Yesterday I heard someone say, "I'm an old hat at this" instead of "an old hand", making me wonder if there was a special term for such a usage. Not a mixed metaphor (there's no metaphors, nothing is being liken to something else), or a malapropism (confusing two similar sounding words but the speaker wasn't confusing "hat" and "hand", but rather two whole phrases).
This was something different, and after some research I found the word I was looking for, a malaphor. This seems to have been coined by Lawrence Harrison in 1976, according to Douglas Hofstadter, whose insightful discussion is available here.

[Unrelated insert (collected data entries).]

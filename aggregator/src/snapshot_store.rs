use std::{str::FromStr, time::Duration};

use async_trait::async_trait;
use log::info;
use sqlx::{
    sqlite::{SqliteConnectOptions, SqlitePoolOptions},
    Row, SqlitePool,
};
use telemetry_core::{snapshot::Snapshot, ErrorKind};
use thiserror::Error;

#[derive(Debug, Error)]
pub enum StoreError {
    #[error("database error: {0}")]
    Database(#[from] sqlx::Error),

    #[error("snapshot payload could not be (de)serialized: {0}")]
    Payload(#[from] serde_json::Error),
}

impl StoreError {
    pub fn kind(&self) -> ErrorKind {
        ErrorKind::PersistenceError
    }
}

/// Durable home of the latest snapshot, used after restarts and when the in-process
/// cache has expired.
#[async_trait]
pub trait SnapshotStore: Send + Sync {
    /// Persists `snapshot` and removes every older row.
    async fn store_latest(&self, snapshot: &Snapshot) -> Result<(), StoreError>;

    /// The newest stored snapshot, however old it is.
    async fn get_latest(&self) -> Result<Option<Snapshot>, StoreError>;

    async fn row_count(&self) -> Result<u64, StoreError>;
}

/// [`SnapshotStore`] backed by a single SQLite table holding JSON payloads.
pub struct SqliteSnapshotStore {
    pool: SqlitePool,
}

impl SqliteSnapshotStore {
    const MAX_CONNECTIONS: u32 = 4;
    const ACQUIRE_TIMEOUT: Duration = Duration::from_secs(5);

    /// Opens (creating if needed) the database at `database_url`, e.g.
    /// `sqlite://validator-telemetry.db?mode=rwc`.
    pub async fn connect(database_url: &str) -> Result<Self, StoreError> {
        let pool = SqlitePoolOptions::new()
            .max_connections(Self::MAX_CONNECTIONS)
            .acquire_timeout(Self::ACQUIRE_TIMEOUT)
            .connect(database_url)
            .await?;
        let store = SqliteSnapshotStore { pool };
        store.initialize_schema().await?;
        info!("opened snapshot store at {database_url}");
        Ok(store)
    }

    /// A private in-memory database. All work goes through one connection that is
    /// never recycled, since each SQLite memory connection is its own database.
    pub async fn in_memory() -> Result<Self, StoreError> {
        let options = SqliteConnectOptions::from_str("sqlite::memory:")?;
        let pool = SqlitePoolOptions::new()
            .max_connections(1)
            .idle_timeout(None)
            .max_lifetime(None)
            .connect_with(options)
            .await?;
        let store = SqliteSnapshotStore { pool };
        store.initialize_schema().await?;
        Ok(store)
    }

    async fn initialize_schema(&self) -> Result<(), StoreError> {
        sqlx::query(
            r#"
            CREATE TABLE IF NOT EXISTS snapshots (
                id INTEGER PRIMARY KEY AUTOINCREMENT,
                captured_at INTEGER NOT NULL,
                payload TEXT NOT NULL
            )
            "#,
        )
        .execute(&self.pool)
        .await?;
        Ok(())
    }
}

#[async_trait]
impl SnapshotStore for SqliteSnapshotStore {
    async fn store_latest(&self, snapshot: &Snapshot) -> Result<(), StoreError> {
        let payload = serde_json::to_string(snapshot)?;

        let mut tx = self.pool.begin().await?;
        sqlx::query("INSERT INTO snapshots (captured_at, payload) VALUES (?, ?)")
            .bind(snapshot.captured_at.timestamp_millis())
            .bind(payload)
            .execute(&mut *tx)
            .await?;
        sqlx::query(
            r#"
            DELETE FROM snapshots
            WHERE id <> (SELECT id FROM snapshots ORDER BY captured_at DESC, id DESC LIMIT 1)
            "#,
        )
        .execute(&mut *tx)
        .await?;
        tx.commit().await?;
        Ok(())
    }

    async fn get_latest(&self) -> Result<Option<Snapshot>, StoreError> {
        let row = sqlx::query("SELECT payload FROM snapshots ORDER BY captured_at DESC, id DESC LIMIT 1")
            .fetch_optional(&self.pool)
            .await?;
        match row {
            Some(row) => {
                let payload: String = row.try_get("payload")?;
                Ok(Some(serde_json::from_str(&payload)?))
            }
            None => Ok(None),
        }
    }

    async fn row_count(&self) -> Result<u64, StoreError> {
        let count: i64 = sqlx::query_scalar("SELECT COUNT(*) FROM snapshots")
            .fetch_one(&self.pool)
            .await?;
        Ok(count as u64)
    }
}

Searching on malaphor throws up many examples. Some, such as "It's not rocket surgery" I suspect of being intentional humour, but others have a surreal logic and are probably bona fide. See here for Susie Dent's Top 10, including the magical and inspired "Like lemmings to the slaughter".
The things we say reveal ways in which our minds work and it's interesting that in all the example above the intended meaning is perfectly clear. The speaker groped for a stock phrase that would make what they said more vivid, found two candidates that shared some features (structure, vocabulary, semantic field etc.) and confused them, but it didn't matter, because the substantive information had been conveyed elsewhere, and the general drift ("going back a while", "very hard and technical", "unwitting victims") came across anyway.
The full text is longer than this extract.